On the same day, a petition was drawn and addressed to President Vladimir Putin, with a request not to disband the hospital. At 3:00 p.m. on Monday, Jan. 22, it was signed by 61,094 people.
Contrary to an assurance made by Governor Georgy Poltavchenko of St. Petersburg that "the closing of Hospital №31 is not considered," it was decided on Dec. 13, at a Moscow meeting of the interdepartmental working group on the higher courts’ move, that "the healthcare services are planned on the basis of Hospital №31."
The meeting included Minister of Health Veronika Skvortsova and Vladimir Kozhin, head of the Presidential Executive Office that is organizing the judges’ move from Moscow to St.

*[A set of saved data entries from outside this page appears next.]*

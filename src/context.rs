//! The editor's runtime: owns the profile and today's schedule, keeps both on
//! disk and rebuilds the schedule when the profile changes or the day rolls over.

use crate::calculations::TimeGroupResolver;
use crate::clock::Clock;
use crate::config::EditorConfig;
use crate::persistence::{
    DebouncedSaver, FileAccess, PersistenceResult, RetrySaver, SaveTask, load_profile,
    load_today_config, profile_to_json, today_config_to_json,
};
use crate::profile::Profile;
use crate::profile_validation::validate_profile;
use crate::scheduler::RegenerationTimer;
use crate::today_config::{GeneratedToday, TodayConfig, generate_today_config};
use parking_lot::RwLock;
use std::path::PathBuf;
use std::sync::Arc;
use tracing::{error, info, warn};

struct EditorState {
    profile: RwLock<Profile>,
    today: RwLock<GeneratedToday>,
    clock: Arc<dyn Clock>,
}

impl EditorState {
    fn regenerate(&self) -> TodayConfig {
        let generated = {
            let profile = self.profile.read();
            generate_today_config(&profile, self.clock.now())
        };
        let config = generated.config.clone();
        *self.today.write() = generated;
        config
    }
}

pub struct ScheduleEditor {
    state: Arc<EditorState>,
    profile_saver: RetrySaver,
    today_saver: RetrySaver,
    profile_changes: DebouncedSaver,
    today_changes: DebouncedSaver,
    timer: RegenerationTimer,
}

impl ScheduleEditor {
    /// Loads or creates both artifacts and starts the midnight timer.
    ///
    /// Must be called from within a tokio runtime.
    pub fn init(config: &EditorConfig, fs: Arc<dyn FileAccess>, clock: Arc<dyn Clock>) -> Self {
        let loaded = load_profile(fs.as_ref(), &config.profile_file);
        for issue in validate_profile(&loaded.profile) {
            warn!(%issue, "profile issue");
        }

        let now = clock.now();
        let stored_today = load_today_config(fs.as_ref(), &config.today_config_file, now.date());
        let (today, today_needs_save) = match stored_today {
            Some(stored) => {
                // Rerun the walk so loop state is known without rebuilding entries.
                let resolution = TimeGroupResolver::new(&loaded.profile).resolve_for_date(now.date());
                let today = GeneratedToday {
                    curriculum_id: resolution.curriculum_id().map(str::to_string),
                    path: resolution.path_ids(),
                    is_loop: resolution.is_loop(),
                    config: stored,
                };
                (today, false)
            }
            None => (generate_today_config(&loaded.profile, now), true),
        };

        let state = Arc::new(EditorState {
            profile: RwLock::new(loaded.profile),
            today: RwLock::new(today),
            clock: Arc::clone(&clock),
        });

        let profile_saver = RetrySaver::new(
            "profile",
            profile_task(Arc::clone(&state), Arc::clone(&fs), config.profile_file.clone()),
            config.max_save_retries,
            config.retry_delay(),
        );
        let today_saver = RetrySaver::new(
            "todayConfig",
            today_task(Arc::clone(&state), Arc::clone(&fs), config.today_config_file.clone()),
            config.max_save_retries,
            config.retry_delay(),
        );

        if loaded.needs_save {
            profile_saver.request();
        }
        if today_needs_save {
            today_saver.request();
        }

        let timer = {
            let state = Arc::clone(&state);
            let today_saver = today_saver.clone();
            RegenerationTimer::start(clock, move || {
                state.regenerate();
                today_saver.request();
            })
        };

        info!(
            data_dir = %config.data_dir.display(),
            profile_needs_save = loaded.needs_save,
            today_needs_save,
            "schedule editor ready"
        );

        Self {
            profile_changes: DebouncedSaver::new(profile_saver.clone(), config.save_debounce()),
            today_changes: DebouncedSaver::new(today_saver.clone(), config.save_debounce()),
            state,
            profile_saver,
            today_saver,
            timer,
        }
    }

    pub fn profile(&self) -> Profile {
        self.state.profile.read().clone()
    }

    /// Applies `change` to the profile, then rebuilds today's schedule and
    /// schedules debounced saves of both artifacts.
    pub fn update_profile<R>(&self, change: impl FnOnce(&mut Profile) -> R) -> R {
        let result = {
            let mut profile = self.state.profile.write();
            change(&mut profile)
        };
        self.profile_changes.notify();
        self.state.regenerate();
        self.today_changes.notify();
        result
    }

    pub fn today_config(&self) -> TodayConfig {
        self.state.today.read().config.clone()
    }

    /// True when today's walk ran into a circular time-group reference.
    pub fn today_is_loop(&self) -> bool {
        self.state.today.read().is_loop
    }

    /// Time groups visited for today; on a loop the repeating id comes last.
    pub fn loop_chain(&self) -> Option<Vec<String>> {
        let today = self.state.today.read();
        today.is_loop.then(|| today.path.clone())
    }

    pub fn today_curriculum_id(&self) -> Option<String> {
        self.state.today.read().curriculum_id.clone()
    }

    /// Rebuilds today's schedule from the current profile and saves it. Called
    /// off the runtime, the save happens before this returns.
    pub fn regenerate_today(&self) -> TodayConfig {
        let config = self.state.regenerate();
        self.today_saver.request();
        config
    }

    /// Stops the timer, waits for running saves and writes both artifacts once more.
    pub async fn teardown(self) -> PersistenceResult<()> {
        self.timer.cancel();
        self.profile_changes.cancel();
        self.today_changes.cancel();
        self.profile_saver.flush().await;
        self.today_saver.flush().await;

        let profile = self.profile_saver.save_blocking();
        let today = self.today_saver.save_blocking();
        if let Err(err) = &profile {
            error!(error = %err, "profile not saved on teardown");
        }
        if let Err(err) = &today {
            error!(error = %err, "today config not saved on teardown");
        }
        info!("schedule editor stopped");
        profile.and(today)
    }
}

fn profile_task(state: Arc<EditorState>, fs: Arc<dyn FileAccess>, path: PathBuf) -> SaveTask {
    Arc::new(move || {
        let text = profile_to_json(&state.profile.read())?;
        fs.write_file(&path, &text)
    })
}

fn today_task(state: Arc<EditorState>, fs: Arc<dyn FileAccess>, path: PathBuf) -> SaveTask {
    Arc::new(move || {
        let text = today_config_to_json(&state.today.read().config)?;
        fs.write_file(&path, &text)
    })
}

Petersburg.
A final decision regarding the hospital’s fate will be made on Jan. 25. So far, the only alternative being offered is far from perfect: to move the Pediatric Oncology and Hematology Department to Children City Hospital №1. The oncologists disagree.
“A child has a brain stem tumor: it is necessary to take him to irradiation, to either the Oncology Center or to Moscow (there are no other places for brain irradiation in Russia),” says Belogurova. “Here, it is close to us, but it would take a two-hour drive (without traffic jams) from Children City Hospital №1. And what if the child has the brain edema during this time? Who will be responsible for even one death?”
On Jan. 15, Olga Kazanskaya, the vice governor of St. Petersburg, promised that no one will hurry the decision, but she confirmed the move is inevitable. According to Kazanskaya, the decision was made by the Presidential Executive Office.
The Presidential Executive’s Office press secretary, Victor Khrekov, commented on the situation: “The decision has not been taken. No one will be thrown out on the street. But regarding the decision to move Hospital №31, the question should be addressed to the city authorities rather than to us.”
“In such a vague situation, every doctor decides his or her fate,” Anatoly Rivkin, head physician of Hospital №31, said. “All the doctors have 2-3 job offers, even now.”
In 2008, Hospital №31 was deprived of a part of its territory when a clinic was built next to the hospital to serve the Constitutional Court judges that had moved to St. Petersburg that year. The Constitutional Court judges settled in mansions nearby on the same Krestovsky Island.
In private conversations, some medical officials and chief physicians express regret that, while international economic forums and summits are hosted in St. Petersburg, there is still no special clinic for heads of states and ministers.
The story is based on materials from Novaya Gazeta and Kommersant Daily.